The District is looking for contractors to provide a full suite of maintenance services for three new family homeless shelters expected to open in Northwest and Southeast this fall. The facilities are part of the District’s plan to close and replace the dilapidated D.C. General shelter in the coming months.
Located in Wards 4, 7, and 8, they will be the first D.C. General replacement shelters to début and will have between 35 and 50 units each. The four remaining replacement shelters are scheduled to open next summer and, in one case, in spring 2020. Those projects are located in Northwest, Northeast, and Southwest. All are on land D.C. owns.
On July 31, the D.C. Department of General Services, which is leading the construction of the new shelters and the demolition of D.C. General, put out a solicitation for “consolidated maintenance services” for the facilities planned at 5505 Fifth St. NW (Ward 4), 5004 D St. SE (Ward 7), and 4225 6th St. SE (Ward 8). The required work ranges from repair, electrical, mechanical services to pest control, snow removal, and landscaping.
Proposals are due on Aug. 20. The District notes in its solicitation that the contract prices will be determined at a later date and it may award multiple facilities to a single contractor. The winning contractors will be required to provide “transition plans” for servicing the sites.
The D.C. Department of Human Services anticipates that homeless families will live at the facilities from 90 to 120 days each, but some may stay for up to six months, according to answers the District provided to inquiring contractors. The department “will determine the length a families stays on a case by case basis.”
Mayor Muriel Bowser’s administration hopes to shutter D.C. General before the end of the year. The former hospital can house up to 260 families, although currently fewer than 135 live there after the District stopped placing families at D.C. General on May 15.

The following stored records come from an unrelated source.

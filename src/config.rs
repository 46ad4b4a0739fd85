use std::env;
use std::time::Duration;

use crate::ranker::DEFAULT_HIGH_CONFIDENCE;

pub const DEFAULT_API_BASE_URL: &str = "https://v3.football.api-sports.io";

#[derive(Debug, Clone, PartialEq)]
pub struct Config {
    pub api_base_url: String,
    pub api_key: Option<String>,
    pub request_timeout: Duration,
    pub cache_ttl: Duration,
    pub enrich_batch_size: usize,
    pub fetch_parallelism: usize,
    pub form_matches: usize,
    pub h2h_matches: usize,
    pub high_confidence: f64,
}

impl Default for Config {
    fn default() -> Self {
        Self {
            api_base_url: DEFAULT_API_BASE_URL.to_string(),
            api_key: None,
            request_timeout: Duration::from_secs(10),
            cache_ttl: Duration::from_secs(600),
            enrich_batch_size: 8,
            fetch_parallelism: 6,
            form_matches: 5,
            h2h_matches: 5,
            high_confidence: DEFAULT_HIGH_CONFIDENCE,
        }
    }
}

impl Config {
    /// Load `.env.local` and `.env` if present, then read the environment.
    pub fn from_env() -> Self {
        let _ = dotenvy::from_filename(".env.local");
        let _ = dotenvy::from_filename(".env");
        Self::from_lookup(|key| env::var(key).ok())
    }

    pub fn from_lookup(lookup: impl Fn(&str) -> Option<String>) -> Self {
        let d = Self::default();
        let number = |key: &str, default: u64, lo: u64, hi: u64| {
            lookup(key)
                .and_then(|val| val.trim().parse::<u64>().ok())
                .unwrap_or(default)
                .clamp(lo, hi)
        };

        Self {
            api_base_url: lookup("API_FOOTBALL_BASE_URL")
                .map(|v| v.trim().trim_end_matches('/').to_string())
                .filter(|v| !v.is_empty())
                .unwrap_or(d.api_base_url),
            api_key: lookup("API_FOOTBALL_KEY")
                .map(|v| v.trim().to_string())
                .filter(|v| !v.is_empty()),
            request_timeout: Duration::from_secs(number("HTTP_TIMEOUT_SECS", 10, 2, 60)),
            cache_ttl: Duration::from_secs(number("CACHE_TTL_SECS", 600, 0, 86_400)),
            enrich_batch_size: number("ENRICH_BATCH_SIZE", 8, 1, 64) as usize,
            fetch_parallelism: number("FETCH_PARALLELISM", 6, 2, 32) as usize,
            form_matches: number("FORM_MATCHES", 5, 1, 20) as usize,
            h2h_matches: number("H2H_MATCHES", 5, 1, 20) as usize,
            high_confidence: number("HIGH_CONFIDENCE", d.high_confidence as u64, 0, 100) as f64,
        }
    }
}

The replacement shelters in Wards 7 and 8 have experienced construction delays because of contracting issues, but the administration insists they will open on time. The District is also working to place D.C. General families in private apartments or other accommodations.
Advocates for the homeless and D.C. councilmembers have recently raised concerns over the timing of the closure and potential environmental hazards on the shelter’s campus. The site includes a vacant building on the grounds of which inspectors discovered significant amounts of lead in July. This building sits only 250 feet away from the main shelter building.
Last week, a majority of the 13-member D.C. Council asked Bowser to pause demolition on the campus while families still reside there. “We simply do not understand the urgency to demolish these buildings and certainly cannot imagine a reason that outweighs the danger to the families living on the D.C. General campus,” they wrote.
Asked why demolition work has to happen before the remaining families are relocated, a member of Bowser’s Cabinet told Curbed DC in a statement last week that officials want to ensure that “we never again use [D.C. General] to warehouse women or families in conditions that are unsafe, unsanitary and undignified.”